Molecular medicine reports

Fucoidan inhibits proliferation of the SKM-1 acute myeloid leukaemia cell line via the activation of apoptotic pathways and production of reactive oxygen species.

PMID 26324225


Myelodysplastic syndromes (MDS) are a heterogeneous group of myeloid disorders characterized by peripheral blood cytopenias and a high risk of progression to acute myeloid leukaemia (AML). Fucoidan, a complex sulphated polysaccharide isolated from the cell wall of brown seaweeds, has recently attracted attention for its multiple biological activities and its potential as a novel candidate for cancer therapy. In the present study, the anti‑cancer activity of fucoidan was investigated in the MDS/AML cell line SKM‑1. Fucoidan inhibited proliferation, induced apoptosis and caused G1-phase arrest of the cell cycle in SKM‑1 cells as determined by a cell counting kit 8 assay and flow cytometry.

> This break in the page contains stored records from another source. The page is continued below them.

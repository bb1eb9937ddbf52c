use crate::config::types::Config;
use crate::config::validation::validate;
use crate::ConfigError;
use sha2::{Digest, Sha256};
use std::path::Path;

/// Loads and parses a configuration file from the given path
///
/// Missing sections and keys fall back to their defaults.
///
/// # Arguments
///
/// * `path` - Path to the TOML configuration file
///
/// # Returns
///
/// * `Ok(Config)` - Successfully loaded and validated configuration
/// * `Err(ConfigError)` - Failed to load, parse, or validate the configuration
///
/// # Example
///
/// ```no_run
/// use std::path::Path;
/// use titlescan::config::load_config;
///
/// let config = load_config(Path::new("titlescan.toml")).unwrap();
/// println!("Chunk size: {}", config.fetch.chunk_size);
/// ```
pub fn load_config(path: &Path) -> Result<Config, ConfigError> {
    let content = std::fs::read_to_string(path)?;
    parse_config(&content)
}

/// Parses and validates configuration from TOML text
pub fn parse_config(content: &str) -> Result<Config, ConfigError> {
    let config: Config = toml::from_str(content)?;
    validate(&config)?;
    Ok(config)
}

/// Computes a SHA-256 hash of the configuration file content
///
/// Logged at start-up so a report can be matched to the settings that produced it.
///
/// # Arguments
///
/// * `path` - Path to the TOML configuration file
///
/// # Returns
///
/// * `Ok(String)` - Hex-encoded SHA-256 hash of the file content
/// * `Err(ConfigError)` - Failed to read the file
pub fn compute_config_hash(path: &Path) -> Result<String, ConfigError> {
    let content = std::fs::read_to_string(path)?;
    let mut hasher = Sha256::new();
    hasher.update(content.as_bytes());
    let result = hasher.finalize();
    Ok(hex::encode(result))
}

/// Loads a configuration and returns both the config and its hash
pub fn load_config_with_hash(path: &Path) -> Result<(Config, String), ConfigError> {
    let config = load_config(path)?;
    let hash = compute_config_hash(path)?;
    Ok((config, hash))
}
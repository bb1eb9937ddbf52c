//! Integration test harness

mod crawl_tests;
//! Outcome classification and running tallies
//!
//! Every terminal outcome lands in exactly one [`Bucket`]. A [`Tally`] is shared
//! by all tasks of a batch through an `Arc` and updated with atomic increments.

use crate::state::{FetchError, FetchOutcome};
use std::fmt;
use std::sync::atomic::{AtomicU64, Ordering};

/// Classification bucket for a terminal outcome
#[derive(Debug, Clone, Copy, PartialEq, Eq, Hash)]
pub enum Bucket {
    /// A title was extracted
    Success,

    /// HTTP 400-499
    ClientError,

    /// HTTP 500-599
    ServerError,

    /// Timeouts, transport failures, pages without a title, other statuses
    OtherError,
}

impl Bucket {
    /// Classifies an outcome
    ///
    /// Pure function of the outcome's kind and status code.
    pub fn classify(outcome: &FetchOutcome) -> Self {
        match &outcome.result {
            Ok(_) => Self::Success,
            Err(FetchError::HttpStatus(code)) if (400..500).contains(code) => Self::ClientError,
            Err(FetchError::HttpStatus(code)) if (500..600).contains(code) => Self::ServerError,
            Err(_) => Self::OtherError,
        }
    }

    pub fn as_str(&self) -> &'static str {
        match self {
            Self::Success => "success",
            Self::ClientError => "client_error",
            Self::ServerError => "server_error",
            Self::OtherError => "other_error",
        }
    }
}

impl fmt::Display for Bucket {
    fn fmt(&self, f: &mut fmt::Formatter<'_>) -> fmt::Result {
        write!(f, "{}", self.as_str())
    }
}

/// Live counters for one batch run
#[derive(Debug, Default)]
pub struct Tally {
    success: AtomicU64,
    client_error: AtomicU64,
    server_error: AtomicU64,
    other_error: AtomicU64,
}

impl Tally {
    pub fn new() -> Self {
        Self::default()
    }

    /// Classifies the outcome and increments its counter by one
    pub fn record(&self, outcome: &FetchOutcome) -> Bucket {
        let bucket = Bucket::classify(outcome);
        self.counter(bucket).fetch_add(1, Ordering::Relaxed);
        bucket
    }

    /// Returns a point-in-time copy of the counters
    pub fn snapshot(&self) -> TallySnapshot {
        TallySnapshot {
            success: self.success.load(Ordering::Relaxed),
            client_error: self.client_error.load(Ordering::Relaxed),
            server_error: self.server_error.load(Ordering::Relaxed),
            other_error: self.other_error.load(Ordering::Relaxed),
        }
    }

    /// Zeroes all counters
    pub fn reset(&self) {
        for bucket in [
            Bucket::Success,
            Bucket::ClientError,
            Bucket::ServerError,
            Bucket::OtherError,
        ] {
            self.counter(bucket).store(0, Ordering::Relaxed);
        }
    }

    fn counter(&self, bucket: Bucket) -> &AtomicU64 {
        match bucket {
            Bucket::Success => &self.success,
            Bucket::ClientError => &self.client_error,
            Bucket::ServerError => &self.server_error,
            Bucket::OtherError => &self.other_error,
        }
    }
}

/// Copy of the tally counters at one moment
#[derive(Debug, Clone, Copy, Default, PartialEq, Eq)]
pub struct TallySnapshot {
    pub success: u64,
    pub client_error: u64,
    pub server_error: u64,
    pub other_error: u64,
}

impl TallySnapshot {
    pub fn total(&self) -> u64 {
        self.success + self.client_error + self.server_error + self.other_error
    }

    pub fn errors(&self) -> u64 {
        self.client_error + self.server_error + self.other_error
    }
}

impl fmt::Display for TallySnapshot {
    fn fmt(&self, f: &mut fmt::Formatter<'_>) -> fmt::Result {
        write!(
            f,
            "success={} client_error={} server_error={} other_error={}",
            self.success, self.client_error, self.server_error, self.other_error
        )
    }
}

Furthermore, reverse transcription quantitative polymerase chain reaction and western blot analyses indicated that treatment with fucoidan (100 µg/ml for 48 h) activated Fas and caspase‑8 in SKM‑1 cells, which are critical for the extrinsic apoptotic pathway; furthermore, caspase‑9 was activated via decreases in phosphoinositide-3 kinase/Akt signaling as indicated by reduced levels of phosphorylated Akt, suggesting the involvement of the intrinsic apoptotic pathway. In addition, fucoidan treatment of SKM‑1 cells resulted in the generation of reactive oxygen species (ROS) as determined by staining with dichloro-dihydro-fluorescein diacetate. These results suggested that the mechanisms of the anti‑cancer effects of fucoidan in SKM‑1 are closely associated with cell cycle arrest and apoptotic cell death, which partly attributed to the activation of apoptotic pathways and accumulation of intracellular ROS. Our results demonstrated that Fucoidan inhibits proliferation and induces the apoptosis of SKM‑1 cells, which provides substantial therapeutic potential for MDS treatment.